How can we make the Medical Industrial Complex complete?
May 6, 2013

Recently, I attended a very interesting meeting with health care managers. Its theme was ‘Innovation in quality and stabilising costs’. How do you do you go about this? I will focus on costs first. How do you keep them under control? A lively discussion ensued. Nevertheless, there was a general sense of unease and unwillingness about making costs the priority that they should be according to some. And there is no need to do so if you ask me.  Costs actually are a result of good management and control that focuses on prevention and quality of care. Costs are kept under control as a result of sound management.
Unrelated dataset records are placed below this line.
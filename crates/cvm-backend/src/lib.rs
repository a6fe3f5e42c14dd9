mod error;
mod traits;
mod types;

pub use error::{CvmError, ErrorKind};
pub use traits::{Installer, LatestVersionSource};
pub use types::{
    ConstraintOp, LATEST_KEYWORD, Version, VersionComponent, VersionConstraint, VersionId,
    VersionParseError, is_latest_keyword, is_valid_linked_name,
};
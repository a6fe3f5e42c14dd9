//! Direct invocation of installed versions.
//!
//! Unlike a bare invocation through the shim, everything here targets
//! explicit versions: concurrent fan-out for `compare` and `benchmark`, the
//! renderers over their results, and history replay.

#![allow(clippy::missing_errors_doc, clippy::must_use_candidate)]

mod benchmark;
mod diff;
mod engine;
mod replay;

pub use benchmark::{BenchmarkStats, Ranked, rank, render_ranking, render_stats, summarize};
pub use diff::{
    LineChange, TABLE_COLUMN_WIDTH, TableRow, UNIFIED_CONTEXT, UnifiedLine, are_outputs_identical,
    render_table, render_unified, table_rows, unified_diff,
};
/// Subprocess execution with a shared cancellable deadline.
pub use engine::{
    BenchmarkRun, ExecContext, ExecError, ExecutionEngine, ExecutionResult, FanOut,
};
pub use replay::{ReplayError, ReplayOutcome, replay, replay_args};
Governments with sound health care policies can easily save on health care expenses by promoting healthy lifestyles. We know that 60% of cancer cases can be prevented, and for heart failure this is more than 90%. Easy gains can for instance be made if five hours of sports were to be made obligatory for primary and secondary school children. Is this cruel? Of course not, you might say that we are now forcing them to live unhealthily. In more than half of households cooking has become a thing of the past. To give another example than smoking for a change. Quality enhancement in health care also leads to cost reduction. The Antoni van Leeuwenhoek hospital operates very efficiently and effectively and has been the best cancer institute in the Netherlands for years. It proves that the best care can be delivered quickly against the lowest possible costs.

 

A part of the medical-industrial complex benefits by high health care costs, however. This meeting brought together representatives of the health care industry, hospitals, research and the public sector, i.e. the medical-industrial complex. The body of forces around the patient that puts the interests of the patient first, but whose actions do not necessarily benefit the patient. I do not believe that there is any evil intent, but it is a consequence of the interaction between the different stakeholders. Former health minister Ab Klink confirmed this in his talk: ‘a 1 euro investment in health care gives a return of 1.3 euros’. He was quoting from research by Marc Pomp. The figures may be open to discussion, but health care clearly is a very interesting and lucrative sector to enter from a business point of view. Obviously, health care expenses will not drop if you ask the medical-industrial complex to cut costs.  You are in fact asking them to give up a part of their earnings, which they are seldom willing to do. Again, there is definitely no evil intent, but together we are upholding a system that wants to deliver more care and needs more patients. The unhealthy lifestyle promoted by the government is guaranteed to boost turnover and margins.

 

The solution is fairly obvious: put the patient at the centre of the complex and discuss all interests openly. There is nothing wrong with industry making a profit, and with serious concerns about employment and incomes at hospitals and in research, and there is nothing wrong with public servants being dependent on these parties. But interaction should be on an equal basis together with patients to champion the interests of this group and achieve better policies and management this way. Will the medical-industrial complex have the guts to include patients as equal negotiating partners and policymakers in their midst? The good news is that this is slowly beginning to happen, but not fast enough to my mind. I’m structurally dissatisfied as tomorrow there will again be thousands of patients knocking on the doors of care providers in the Netherlands and we need to make haste. Act first and then think. We’ve been deliberating long enough. Patients know very well what to do. In our Inspire2Live group we have 35 motivated and highly educated patient advocates who are very much aware of what’s going on and what to do about it. Make the complex complete and embrace these advocates is what I say. This will be to everyone’s benefit.